Soddisfazione per la riuscita dell’evento è stata espressa dal primo cittadino di Monte San Giovanni Campano: «In occasione della Giornata della Legalità, abbiamo avuto l’onore di ospitare a Monte San Giovanni Campano il Procuratore Nicola Gratteri. Con toni pacati, lucidi ed estremamente efficaci, il Procuratore ha affrontato i grandi temi della giustizia, spiegando con chiarezza quali siano le strade concrete per contrastare ed eradicare il fenomeno dell’illegalità».
«Un intervento profondo, continua Emiliano Cinelli, che non solo ha arricchito ciascuno dei presenti, ma ha anche ribadito l’importanza fondamentale della cultura della legalità come pilastro della nostra società. Un sentito ringraziamento al Procuratore Gratteri per la sua presenza, la sua disponibilità e per il suo costante esempio di impegno e dedizione al Paese. Grazie anche a tutti i cittadini e ai giovani che hanno partecipato con così tanto interesse a questa importante giornata».
Di seguito la nota con cui il sindaco Cinelli ha raccontato la prestigiosa serata. «Con questo evento Monte San Giovanni Campano ha celebrato un momento che non è semplicemente una ricorrenza sul calendario, ma una vera e propria riaffermazione di ciò che siamo e di ciò che vogliamo essere: la cultura della legalità è un pilastro imprescindibile per la crescita della nostra comunità. Ospitare il Procuratore Nicola Gratteri è stata un’occasione che ci ha arricchito tutti: magistrato in prima linea da decenni, uomo da sempre al centro della lotta alle mafie e oggi alla guida della Procura di Napoli, una figura che rappresenta per l’Italia intera un simbolo incrollabile di rigore, coraggio e dedizione allo Stato. La Sua presenza a Monte San Giovanni Campano non è stata solo un onore bensì un segnale forte, un faro di speranza e un incoraggiamento per tutti noi, e in particolare per i nostri giovani, a non abbassare mai la testa di fronte alla criminalità. Da Sindaco, da rappresentante delle istituzioni e da cittadino, ritengo che se anche una sola persona pericolosa viene tolta dalla strada, se anche una sola condanna garantisce sicurezza ai nostri cittadini e smantella un pezzo di malaffare, quella per me è una vittoria dello Stato. Nutro una stima profonda per il Procuratore Gratteri il quale rischia la vita ogni singolo giorno per combattere le mafie. Noi siamo e saremo sempre dalla parte delle istituzioni e di chi le difende sul campo: la legalità non è un concetto astratto che vive nei libri. La legalità è la piazza in cui ci siamo ritrovati la scorsa sera, è il Palazzo Nicoletti che demoliremo per darlo ai nostri giovani, è il coraggio quotidiano di scegliere da che parte stare.
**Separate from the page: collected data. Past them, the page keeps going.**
//! Shell command emission.
//!
//! The tool cannot change the environment of the shell that started it, so
//! every effect on that shell is expressed as a line of shell text which the
//! shell evaluates afterwards (`eval "$(swork start proj)"`). A [`Script`] keeps
//! those lines in the exact order they have to run.

use std::{
    ffi::OsStr,
    io::{self, Write},
    os::unix::ffi::OsStrExt,
    path::Path,
};

use super::EnvSnapshot;

/// An ordered sequence of shell command lines.
///
/// Lines are raw bytes because exported values may hold bytes that are not
/// valid UTF-8.
#[derive(Clone, Debug, Default, PartialEq, Eq)]
pub struct Script(Vec<Vec<u8>>);

impl Script {
    #[must_use]
    pub fn new() -> Self {
        Self::default()
    }

    /// Append a command verbatim.
    pub fn push_raw(&mut self, command: impl AsRef<[u8]>) {
        self.0.push(command.as_ref().to_vec());
    }

    /// Append `cd <dir>`.
    pub fn push_cd(&mut self, dir: &Path) {
        self.push_words(b"cd", dir.as_os_str());
    }

    /// Append `echo <text>`.
    pub fn push_echo(&mut self, text: impl AsRef<OsStr>) {
        self.push_words(b"echo", text.as_ref());
    }

    /// Append `export <name>=<value>`.
    pub fn push_export(&mut self, name: &OsStr, value: &OsStr) {
        let mut line = b"export ".to_vec();
        line.extend_from_slice(name.as_bytes());
        line.push(b'=');
        line.extend_from_slice(&quote(value.as_bytes()));
        self.0.push(line);
    }

    /// Append `unset <name>`.
    pub fn push_unset(&mut self, name: &OsStr) {
        let mut line = b"unset ".to_vec();
        line.extend_from_slice(name.as_bytes());
        self.0.push(line);
    }

    fn push_words(&mut self, command: &[u8], argument: &OsStr) {
        let mut line = command.to_vec();
        line.push(b' ');
        line.extend_from_slice(&quote(argument.as_bytes()));
        self.0.push(line);
    }

    /// Append every line of `other`, keeping its order.
    pub fn append(&mut self, other: Script) {
        self.0.extend(other.0);
    }

    /// Iterate over the lines in order.
    pub fn lines(&self) -> impl Iterator<Item = &[u8]> {
        self.0.iter().map(Vec::as_slice)
    }

    #[must_use]
    pub fn len(&self) -> usize {
        self.0.len()
    }

    #[must_use]
    pub fn is_empty(&self) -> bool {
        self.0.is_empty()
    }

    /// Write every line followed by a newline.
    ///
    /// # Errors
    ///
    /// Returns any error raised by the underlying writer.
    pub fn write_to(&self, mut out: impl Write) -> io::Result<()> {
        for line in &self.0 {
            out.write_all(line)?;
            out.write_all(b"\n")?;
        }
        out.flush()
    }

    /// The lines decoded lossily as UTF-8, for logging and assertions.
    #[must_use]
    pub fn to_lines_lossy(&self) -> Vec<String> {
        self.lines()
            .map(|line| String::from_utf8_lossy(line).into_owned())
            .collect()
    }
}

/// Whether `name` can appear in `export`/`unset` without breaking the shell.
///
/// Environments can carry names such as `BASH_FUNC_foo%%` that are not shell
/// identifiers; those are skipped when rendering.
#[must_use]
pub fn is_valid_name(name: &OsStr) -> bool {
    let bytes = name.as_bytes();
    match bytes.split_first() {
        Some((first, rest)) => {
            (first.is_ascii_alphabetic() || *first == b'_')
                && rest.iter().all(|b| b.is_ascii_alphanumeric() || *b == b'_')
        }
        None => false,
    }
}

/// Quote `value` for a POSIX shell.
///
/// Values made only of characters the shell never reinterprets are returned
/// as-is; everything else is single-quoted, with embedded `'` written as `'\''`.
/// NUL bytes cannot be represented in a shell word.
#[must_use]
pub fn quote(value: &[u8]) -> Vec<u8> {
    let is_plain = |b: &u8| b.is_ascii_alphanumeric() || b"_-./:,+=@%".contains(b);
    if !value.is_empty() && value.iter().all(is_plain) {
        return value.to_vec();
    }

    let mut quoted = Vec::with_capacity(value.len() + 2);
    quoted.push(b'\'');
    for &b in value {
        if b == b'\'' {
            quoted.extend_from_slice(b"'\\''");
        } else {
            quoted.push(b);
        }
    }
    quoted.push(b'\'');
    quoted
}

/// Render the commands that turn the invoking shell's environment into `target`.
///
/// Every variable currently set is unset first, then every variable of
/// `target` is exported. Names that are not shell identifiers are skipped on
/// both sides.
pub fn render_activation_script<'a>(
    current_names: impl IntoIterator<Item = &'a OsStr>,
    target: &EnvSnapshot,
) -> Script {
    let mut script = Script::new();

    for name in current_names {
        if is_valid_name(name) {
            script.push_unset(name);
        } else {
            tracing::debug!(name = %name.to_string_lossy(), "not unsetting non-identifier variable");
        }
    }

    for (name, value) in target.iter() {
        if is_valid_name(name) {
            script.push_export(name, value);
        } else {
            tracing::debug!(name = %name.to_string_lossy(), "not exporting non-identifier variable");
        }
    }

    script
}

#[cfg(test)]
mod tests {
    use super::*;

    #[test]
    fn test_quote_plain_values_untouched() {
        assert_eq!(quote(b"/home/u"), b"/home/u");
        assert_eq!(quote(b"en_US.UTF-8"), b"en_US.UTF-8");
        assert_eq!(quote(b"/usr/bin:/bin"), b"/usr/bin:/bin");
    }

    #[test]
    fn test_quote_special_values() {
        assert_eq!(quote(b""), b"''");
        assert_eq!(quote(b"a b"), b"'a b'");
        assert_eq!(quote(b"$HOME"), b"'$HOME'");
        assert_eq!(quote(b"it's"), b"'it'\\''s'");
        assert_eq!(quote(b"two\nlines"), b"'two\nlines'");
    }

    #[test]
    fn test_valid_names() {
        assert!(is_valid_name(OsStr::new("HOME")));
        assert!(is_valid_name(OsStr::new("_private")));
        assert!(is_valid_name(OsStr::new("PATH2")));
        assert!(!is_valid_name(OsStr::new("")));
        assert!(!is_valid_name(OsStr::new("2PATH")));
        assert!(!is_valid_name(OsStr::new("BASH_FUNC_foo%%")));
        assert!(!is_valid_name(OsStr::new("A-B")));
    }

    #[test]
    fn test_render_unsets_then_exports() {
        let target: EnvSnapshot = [("HOME", "/home/u"), ("EDITOR", "vim -p")]
            .into_iter()
            .collect();
        let current = [OsStr::new("HOME"), OsStr::new("VIRTUAL_ENV")];

        let script = render_activation_script(current, &target);

        assert_eq!(
            script.to_lines_lossy(),
            [
                "unset HOME",
                "unset VIRTUAL_ENV",
                "export EDITOR='vim -p'",
                "export HOME=/home/u",
            ]
        );
    }

    #[test]
    fn test_render_skips_non_identifiers() {
        let target: EnvSnapshot = [("BASH_FUNC_x%%", "() { :; }"), ("OK", "1")]
            .into_iter()
            .collect();
        let current = [OsStr::new("BASH_FUNC_y%%")];

        let script = render_activation_script(current, &target);

        assert_eq!(script.to_lines_lossy(), ["export OK=1"]);
    }

    #[test]
    fn test_write_to_terminates_each_line() {
        let mut script = Script::new();
        script.push_cd(Path::new("/r"));
        script.push_raw("source /r/env.sh");

        let mut out = Vec::new();
        script.write_to(&mut out).unwrap();

        assert_eq!(out, b"cd /r\nsource /r/env.sh\n");
    }

    #[test]
    fn test_append_keeps_order() {
        let mut first = Script::new();
        first.push_raw("one");
        let mut second = Script::new();
        second.push_raw("two");
        second.push_echo("three four");

        first.append(second);

        assert_eq!(first.to_lines_lossy(), ["one", "two", "echo 'three four'"]);
    }

    #[test]
    fn test_exports_survive_real_shells() {
        use std::process::Command;
        use tempfile::TempDir;

        let values: [&[u8]; 9] = [
            b"",
            b"plain",
            b"it's \"quoted\"",
            b"$HOME and ${PATH}",
            b"`id` $(id)",
            b"two\nlines\n",
            b"back\\slash\ttab !bang",
            b"*?[glob] ~tilde",
            &[0xff, 0xfe, b'a', 0x80],
        ];

        for shell in ["sh", "bash", "zsh"] {
            let installed = Command::new(shell)
                .args(["-c", "true"])
                .status()
                .is_ok_and(|status| status.success());
            if !installed {
                continue;
            }

            let tmp = TempDir::new().unwrap();
            let mut script = Script::new();
            for (i, value) in values.iter().enumerate() {
                let name = format!("SW_VALUE_{i}");
                script.push_export(OsStr::new(&name), OsStr::from_bytes(value));

                let out = tmp.path().join(i.to_string());
                let mut print = format!("printf '%s' \"${name}\" > ").into_bytes();
                print.extend(quote(out.as_os_str().as_bytes()));
                script.push_raw(print);
            }

            let mut text = Vec::new();
            script.write_to(&mut text).unwrap();

            let status = Command::new(shell)
                .arg("-c")
                .arg(OsStr::from_bytes(&text))
                .status()
                .unwrap();
            assert!(status.success(), "{shell} rejected the script");

            for (i, value) in values.iter().enumerate() {
                let got = std::fs::read(tmp.path().join(i.to_string())).unwrap();
                assert_eq!(got, *value, "{shell} changed value {i}");
            }
        }
    }
}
Monte San Giovanni Campano ha scelto da che parte stare. Sta dalla parte della trasparenza, del riscatto e dello Stato. Per questo ascoltare le parole e la testimonianza del Procuratore non è stato soltanto un privilegio, ma un’occasione preziosa per fare tesoro della Sua esperienza, della Sua forza e del Suo insegnamento moralizzatore. Le Sue parole siano per ciascuno di noi una guida e un motivo di riflessione profonda per il nostro agire quotidiano».